Monday, August 02, 2004

i learned something about myself yesterday

whoa. ever have a realization that is so big it takes you 2 days to absorb it?

i was just reading jen's blog posting about parenting madeline and i realized that the 'part one' that happened yesterday at the baptism was only 'part 1' and the 'part 2' just hit me. i marked her blog post unread and have started to type.

my eyes are closed as i type wanting not to miss any of the thoughts that have just opened up before me.

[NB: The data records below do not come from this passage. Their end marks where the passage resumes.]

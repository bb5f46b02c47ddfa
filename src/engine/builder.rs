//! Fluent assembly of a [`WorkflowContext`].
//!
//! Every collaborator can be injected (`with_*_client`, `with_ui_renderer`)
//! or constructed from settings and secrets (`with_*`). Construction that
//! fails leaves the collaborator absent; steps notice when they need it.

use std::collections::HashMap;
use std::sync::Arc;

use serde_json::Value;

use super::context::WorkflowContext;
use crate::ai::{self, AiClient};
use crate::core::{SecretStore, Settings};
use crate::git::{self, GitClient};
use crate::integrations::{self, GitHubClient, IssueTracker};
use crate::ui::{ConsoleUi, Ui};

/// Builder for [`WorkflowContext`].
///
/// ```no_run
/// use titan::core::{SecretStore, Settings};
/// use titan::engine::WorkflowContextBuilder;
///
/// let ctx = WorkflowContextBuilder::new(Settings::default(), SecretStore::isolated())
///     .with_ui()
///     .with_git()
///     .with_ai()
///     .build();
/// ```
pub struct WorkflowContextBuilder {
    settings: Arc<Settings>,
    secrets: Arc<SecretStore>,
    ui: Option<Arc<dyn Ui>>,
    ai: Option<Arc<dyn AiClient>>,
    git: Option<Arc<dyn GitClient>>,
    github: Option<Arc<dyn GitHubClient>>,
    issues: Option<Arc<dyn IssueTracker>>,
    data: HashMap<String, Value>,
}

impl WorkflowContextBuilder {
    /// Start from the two mandatory collaborators.
    pub fn new(settings: impl Into<Arc<Settings>>, secrets: impl Into<Arc<SecretStore>>) -> Self {
        Self {
            settings: settings.into(),
            secrets: secrets.into(),
            ui: None,
            ai: None,
            git: None,
            github: None,
            issues: None,
            data: HashMap::new(),
        }
    }

    /// Attach the console renderer.
    pub fn with_ui(mut self) -> Self {
        self.ui = Some(Arc::new(ConsoleUi::new()));
        self
    }

    /// Attach a specific UI renderer.
    pub fn with_ui_renderer(mut self, ui: Arc<dyn Ui>) -> Self {
        self.ui = Some(ui);
        self
    }

    /// Attach the AI client configured in settings, if there is one.
    pub fn with_ai(mut self) -> Self {
        self.ai = match ai::client_from_settings(&self.settings, &self.secrets) {
            Ok(client) => Some(Arc::from(client)),
            Err(e) => {
                tracing::debug!(error = %e, "AI client not available");
                None
            }
        };
        self
    }

    /// Attach a specific AI client.
    pub fn with_ai_client(mut self, client: Arc<dyn AiClient>) -> Self {
        self.ai = Some(client);
        self
    }

    /// Attach the repository found from the project directory.
    pub fn with_git(mut self) -> Self {
        self.git = match git::open_repository(&self.settings) {
            Ok(client) => Some(Arc::from(client)),
            Err(e) => {
                tracing::debug!(error = %e, "Git client not available");
                None
            }
        };
        self
    }

    /// Attach a specific version-control client.
    pub fn with_git_client(mut self, client: Arc<dyn GitClient>) -> Self {
        self.git = Some(client);
        self
    }

    /// Attach a GitHub client.
    ///
    /// When the repository is not configured explicitly it is derived from
    /// the `origin` remote of the git client, so call `with_git` first.
    pub fn with_github(mut self) -> Self {
        let origin = self.git.as_ref().and_then(|g| g.remote_url("origin"));
        self.github =
            match integrations::github_from_settings(&self.settings, &self.secrets, origin) {
                Ok(client) => Some(Arc::from(client)),
                Err(e) => {
                    tracing::debug!(error = %e, "GitHub client not available");
                    None
                }
            };
        self
    }

    /// Attach a specific GitHub client.
    pub fn with_github_client(mut self, client: Arc<dyn GitHubClient>) -> Self {
        self.github = Some(client);
        self
    }

    /// Attach the Jira client configured in settings.
    pub fn with_jira(mut self) -> Self {
        self.issues = match integrations::jira_from_settings(&self.settings, &self.secrets) {
            Ok(client) => Some(Arc::from(client)),
            Err(e) => {
                tracing::debug!(error = %e, "Issue tracker not available");
                None
            }
        };
        self
    }

    /// Attach a specific issue tracker.
    pub fn with_issue_tracker(mut self, tracker: Arc<dyn IssueTracker>) -> Self {
        self.issues = Some(tracker);
        self
    }

    /// Seed a value into the context data store.
    pub fn with_data(mut self, key: impl Into<String>, value: impl Into<Value>) -> Self {
        self.data.insert(key.into(), value.into());
        self
    }

    /// Produce the context. The builder is consumed.
    pub fn build(self) -> WorkflowContext {
        let mut ctx = WorkflowContext::new(self.settings, self.secrets);
        ctx.ui = self.ui;
        ctx.ai = self.ai;
        ctx.git = self.git;
        ctx.github = self.github;
        ctx.issues = self.issues;
        for (key, value) in self.data {
            ctx.set(key, value);
        }
        ctx
    }
}
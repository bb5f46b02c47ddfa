//! User interface capability.
//!
//! Steps and the runner talk to the user only through [`Ui`]. Two
//! renderers ship with the crate: [`ConsoleUi`] for terminals and
//! [`CaptureUi`], which records output and answers prompts from a script.

mod capture;
mod console;

pub use capture::CaptureUi;
pub use console::ConsoleUi;

use serde::Serialize;

/// Kind of output line.
#[derive(Debug, Clone, Copy, PartialEq, Eq, Hash, Serialize)]
#[serde(rename_all = "lowercase")]
pub enum Level {
    Title,
    Info,
    Body,
    Success,
    Warning,
    Error,
    /// Blank separator line
    Line,
}

/// Output and prompt surface available to steps.
///
/// Prompt methods return `Ok(None)` when the user cancels (end of input or
/// an empty answer where one is required).
pub trait Ui: Send + Sync {
    /// Write one line of output at the given level.
    fn emit(&self, level: Level, text: &str);

    /// Ask for free text.
    fn ask_text(&self, prompt: &str) -> anyhow::Result<Option<String>>;

    /// Ask a yes/no question.
    fn ask_confirm(&self, prompt: &str, default: bool) -> anyhow::Result<bool>;

    /// Ask the user to pick one of `choices`. Returns the 0-based index.
    fn ask_choice(&self, prompt: &str, choices: &[String]) -> anyhow::Result<Option<usize>>;

    fn title(&self, text: &str) {
        self.emit(Level::Title, text);
    }

    fn info(&self, text: &str) {
        self.emit(Level::Info, text);
    }

    fn body(&self, text: &str) {
        self.emit(Level::Body, text);
    }

    fn success(&self, text: &str) {
        self.emit(Level::Success, text);
    }

    fn warning(&self, text: &str) {
        self.emit(Level::Warning, text);
    }

    fn error(&self, text: &str) {
        self.emit(Level::Error, text);
    }

    fn line(&self) {
        self.emit(Level::Line, "");
    }
}
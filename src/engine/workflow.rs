//! Sequential workflow runner.
//!
//! Steps run strictly in list order against one context. After each step
//! the metadata of a `Success` or `Skip` is merged into the context data,
//! overwriting existing keys. An `Error` stops the run when
//! `halt_on_error` is set (the default).

use std::time::{Duration, Instant};

use chrono::{DateTime, Utc};
use serde::Serialize;
use uuid::Uuid;

use super::context::WorkflowContext;
use super::result::{ResultKind, WorkflowResult};
use super::step::{invoke, Step};
use crate::ui::Ui;

/// An ordered list of steps with a display name.
pub struct Workflow {
    name: String,
    description: Option<String>,
    steps: Vec<Box<dyn Step>>,
    halt_on_error: bool,
}

/// Where a run is in its lifecycle.
#[derive(Debug, Clone, Copy, PartialEq, Eq, Serialize)]
#[serde(tag = "state", rename_all = "snake_case")]
pub enum RunState {
    NotStarted,
    Running { step: usize, total: usize },
    /// Stopped on the error returned by `step` (1-based)
    Halted { step: usize },
    Completed,
}

/// One executed step.
#[derive(Debug, Clone, Serialize)]
pub struct StepRecord {
    pub name: String,
    pub result: WorkflowResult,
    #[serde(rename = "duration_ms", serialize_with = "serialize_millis")]
    pub duration: Duration,
}

/// Everything that happened during one run.
#[derive(Debug, Clone, Serialize)]
pub struct WorkflowReport {
    pub workflow: String,
    pub run_id: Uuid,
    pub started_at: DateTime<Utc>,
    pub state: RunState,
    pub steps: Vec<StepRecord>,
    pub final_result: WorkflowResult,
}

impl WorkflowReport {
    /// Whether the run ended without an error outcome.
    pub fn succeeded(&self) -> bool {
        !self.final_result.is_error()
    }

    /// Names of the steps that actually executed, in order.
    pub fn executed_steps(&self) -> Vec<&str> {
        self.steps.iter().map(|s| s.name.as_str()).collect()
    }
}

impl Workflow {
    /// Create a workflow that halts on the first error.
    pub fn new(name: impl Into<String>, steps: Vec<Box<dyn Step>>) -> Self {
        Self { name: name.into(), description: None, steps, halt_on_error: true }
    }

    #[must_use]
    pub fn with_description(mut self, description: impl Into<String>) -> Self {
        self.description = Some(description.into());
        self
    }

    /// Keep going after errors instead of halting.
    #[must_use]
    pub fn halt_on_error(mut self, halt: bool) -> Self {
        self.halt_on_error = halt;
        self
    }

    pub fn name(&self) -> &str {
        &self.name
    }

    pub fn description(&self) -> Option<&str> {
        self.description.as_deref()
    }

    pub fn halts_on_error(&self) -> bool {
        self.halt_on_error
    }

    pub fn step_names(&self) -> Vec<&str> {
        self.steps.iter().map(|s| s.name()).collect()
    }

    pub fn len(&self) -> usize {
        self.steps.len()
    }

    pub fn is_empty(&self) -> bool {
        self.steps.is_empty()
    }

    /// Run every step and return the final result.
    pub fn run(&self, ctx: &mut WorkflowContext) -> WorkflowResult {
        self.run_with_report(ctx).final_result
    }

    /// Run every step and return the full report.
    pub fn run_with_report(&self, ctx: &mut WorkflowContext) -> WorkflowReport {
        let run_id = Uuid::new_v4();
        let span = tracing::info_span!("workflow", name = %self.name, %run_id);
        let _guard = span.enter();

        let ui = ctx.ui_handle();
        let total = self.steps.len();
        let mut report = WorkflowReport {
            workflow: self.name.clone(),
            run_id,
            started_at: Utc::now(),
            state: RunState::NotStarted,
            steps: Vec::with_capacity(total),
            final_result: WorkflowResult::success(format!("{} completed", self.name)),
        };

        if let Some(ui) = &ui {
            ui.title(&format!("🚀 {}", self.name));
            ui.line();
        }

        let mut had_error = false;

        for (index, step) in self.steps.iter().enumerate() {
            let number = index + 1;
            report.state = RunState::Running { step: number, total };
            ctx.set_progress(Some(number), total);

            if let Some(ui) = &ui {
                ui.info(&format!("[{number}/{total}] {}", step.name()));
            }
            tracing::info!(step = step.name(), number, total, "running step");

            let started = Instant::now();
            let result = invoke(step.as_ref(), ctx);
            let duration = started.elapsed();

            if !result.is_error() {
                ctx.merge_metadata(result.metadata());
            }

            if let Some(ui) = &ui {
                render_result(ui.as_ref(), &result);
            }
            tracing::info!(
                step = step.name(),
                outcome = ?result.kind(),
                elapsed_ms = duration.as_millis() as u64,
                "step finished"
            );

            report.steps.push(StepRecord {
                name: step.name().to_string(),
                result: result.clone(),
                duration,
            });
            report.final_result = result;

            if report.final_result.is_error() {
                had_error = true;
                if self.halt_on_error {
                    tracing::warn!(
                        step = step.name(),
                        message = report.final_result.message(),
                        "workflow halted"
                    );
                    if let Some(ui) = &ui {
                        ui.line();
                        ui.error(&format!(
                            "❌ Workflow halted: {}",
                            report.final_result.message()
                        ));
                    }
                    report.state = RunState::Halted { step: number };
                    ctx.set_progress(None, 0);
                    return report;
                }
            }

            if let Some(ui) = &ui {
                ui.line();
            }
        }

        report.state = RunState::Completed;
        ctx.set_progress(None, 0);

        if !had_error {
            if let Some(ui) = &ui {
                ui.success(&format!("✅ {} completed successfully", self.name));
            }
            tracing::info!(steps = total, "workflow completed");
        }

        report
    }
}

impl std::fmt::Debug for Workflow {
    fn fmt(&self, f: &mut std::fmt::Formatter<'_>) -> std::fmt::Result {
        f.debug_struct("Workflow")
            .field("name", &self.name)
            .field("steps", &self.step_names())
            .field("halt_on_error", &self.halt_on_error)
            .finish()
    }
}

fn render_result(ui: &dyn Ui, result: &WorkflowResult) {
    let line = format!("  {} {}", result.kind().symbol(), result.message());
    match result.kind() {
        ResultKind::Success => ui.success(&line),
        ResultKind::Skip => ui.warning(&line),
        ResultKind::Error => ui.error(&line),
    }
}

fn serialize_millis<S: serde::Serializer>(d: &Duration, s: S) -> Result<S::Ok, S::Error> {
    s.serialize_u64(d.as_millis() as u64)
}

#[cfg(test)]
mod tests {
    use std::cell::RefCell;
    use std::rc::Rc;
    use std::sync::Arc;

    use serde_json::Value;

    use super::*;
    use crate::core::{SecretStore, Settings};
    use crate::engine::step;
    use crate::ui::{CaptureUi, Level};

    fn context() -> WorkflowContext {
        WorkflowContext::new(Arc::new(Settings::default()), Arc::new(SecretStore::isolated()))
    }

    #[test]
    fn test_empty_workflow_succeeds_with_name() {
        let workflow = Workflow::new("Nothing", Vec::new());
        let result = workflow.run(&mut context());
        assert!(result.is_success());
        assert_eq!(result.message(), "Nothing completed");
    }

    #[test]
    fn test_final_result_is_last_step() {
        let workflow = Workflow::new(
            "Two",
            vec![
                step("one", |_| Ok(WorkflowResult::success("first"))),
                step("two", |_| Ok(WorkflowResult::success("second"))),
            ],
        );
        let report = workflow.run_with_report(&mut context());

        assert_eq!(report.final_result.message(), "second");
        assert_eq!(report.state, RunState::Completed);
        assert_eq!(report.executed_steps(), vec!["one", "two"]);
        assert!(report.succeeded());
    }

    #[test]
    fn test_halt_records_state() {
        let workflow = Workflow::new(
            "Halting",
            vec![
                step("ok", |_| Ok(WorkflowResult::success("ok"))),
                step("bad", |_| Ok(WorkflowResult::error("bad"))),
                step("never", |_| Ok(WorkflowResult::success("never"))),
            ],
        );
        let report = workflow.run_with_report(&mut context());

        assert_eq!(report.state, RunState::Halted { step: 2 });
        assert_eq!(report.executed_steps(), vec!["ok", "bad"]);
        assert!(!report.succeeded());
    }

    #[test]
    fn test_continue_on_error_runs_everything() {
        let ran = Rc::new(RefCell::new(Vec::new()));
        let (a, b) = (ran.clone(), ran.clone());
        let workflow = Workflow::new(
            "Lenient",
            vec![
                step("fails", move |_| {
                    a.borrow_mut().push("fails");
                    Ok(WorkflowResult::error("nope").with_metadata("ignored", true))
                }),
                step("after", move |_| {
                    b.borrow_mut().push("after");
                    Ok(WorkflowResult::success("still ran"))
                }),
            ],
        )
        .halt_on_error(false);

        let mut ctx = context();
        let report = workflow.run_with_report(&mut ctx);

        assert_eq!(*ran.borrow(), vec!["fails", "after"]);
        assert_eq!(report.state, RunState::Completed);
        assert!(report.final_result.is_success());
        assert!(!ctx.has("ignored"), "error metadata is never merged");
    }

    #[test]
    fn test_progress_visible_to_steps() {
        let workflow = Workflow::new(
            "Progress",
            vec![
                step("first", |ctx| {
                    let seen = format!("{:?}/{}", ctx.current_step(), ctx.total_steps());
                    Ok(WorkflowResult::success("ok").with_metadata("seen", seen))
                }),
                step("second", |_| Ok(WorkflowResult::success("ok"))),
            ],
        );
        let mut ctx = context();
        workflow.run(&mut ctx);

        assert_eq!(ctx.get("seen"), Some(&Value::from("Some(1)/2")));
        assert_eq!(ctx.current_step(), None);
    }

    #[test]
    fn test_ui_rendering() {
        let ui = Arc::new(CaptureUi::new());
        let mut ctx = context();
        ctx.ui = Some(ui.clone());

        let workflow = Workflow::new(
            "Render",
            vec![
                step("skipper", |_| Ok(WorkflowResult::skip("no ai"))),
                step("doer", |_| Ok(WorkflowResult::success("done"))),
            ],
        );
        workflow.run(&mut ctx);

        let lines = ui.lines();
        assert_eq!(lines[0], (Level::Title, "🚀 Render".to_string()));
        assert!(lines.contains(&(Level::Info, "[1/2] skipper".to_string())));
        assert!(lines.contains(&(Level::Warning, "  ⊝ no ai".to_string())));
        assert!(lines.contains(&(Level::Success, "  ✓ done".to_string())));
        assert_eq!(
            lines.last().unwrap(),
            &(Level::Success, "✅ Render completed successfully".to_string())
        );
    }

    #[test]
    fn test_report_serializes() {
        let workflow =
            Workflow::new("Json", vec![step("one", |_| Ok(WorkflowResult::skip("nothing")))]);
        let report = workflow.run_with_report(&mut context());
        let json = serde_json::to_value(&report).unwrap();

        assert_eq!(json["workflow"], "Json");
        assert_eq!(json["state"]["state"], "completed");
        assert_eq!(json["steps"][0]["name"], "one");
        assert_eq!(json["final_result"]["kind"], "skip");
    }
}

yesterday i was explaining pink's dyscalculia to a friend and how it effects her in other ways than just math. i started to tell of the difficulties with fingering on an instrument, dance steps, mixing up names and faces, being unable to make change (money) and other social difficulties. i bemoaned the fact that buck is able to follow directions, even complicated ones, and he's entering first grade this year, but pink just can't seem to grasp even simple 3 part directions.

cleaning her room ends up looking like play, and it gets me so frustrated. i come back and it's still awash in toys, books and mess. i think 'oh, you're so a.d.d., when are you going to figure this out?' i say 'pinkie, we need to do one thing at a time. first, pick up all the polly pockets and put them away'...

even accomplishing this is a struggle. she's a bright, capable girl, why is this so hard? and then it hits me yesterday - oh, this is the dyscalulia. this is why - she is overwhelmed and it affects her so drastically that she feels frozen. spinning.

then i realized 'like me'. i too can't seem to maintain a complicated mental list of things to do, it escapes me, my mind seems to have holes where the information just drops out, and so i spin around mentally trying to find the information, instead of completing the task at hand. so i've learned new ways of living, written notes, lists and check boxes. i never realized that i was doing this to compensate for the dyscalculia. i just thought everbody did 'lists'. i hadn't a clue that they were my lifeline.

case and point - yesterday our church had it's normal services and then we all headed out to a friend's lake for a picnic and a baptism (33 people were baptized, it was glorious). getting out of the house yesterday was hell for me. i can manage this poorly on regular occasions, but add 2 potluck items, swimming clothes and towels for the whole family, sunblock, picnic chairs and my sunday school lesson and i am a raving lunatic. character flaws... that was all i saw. i am lazy, incapable and just not as good as all of these other women who can pull this stuff off with grace and aplomb. i'm a sweaty, swearing, exhausted mess before the day has even started. how does this happen?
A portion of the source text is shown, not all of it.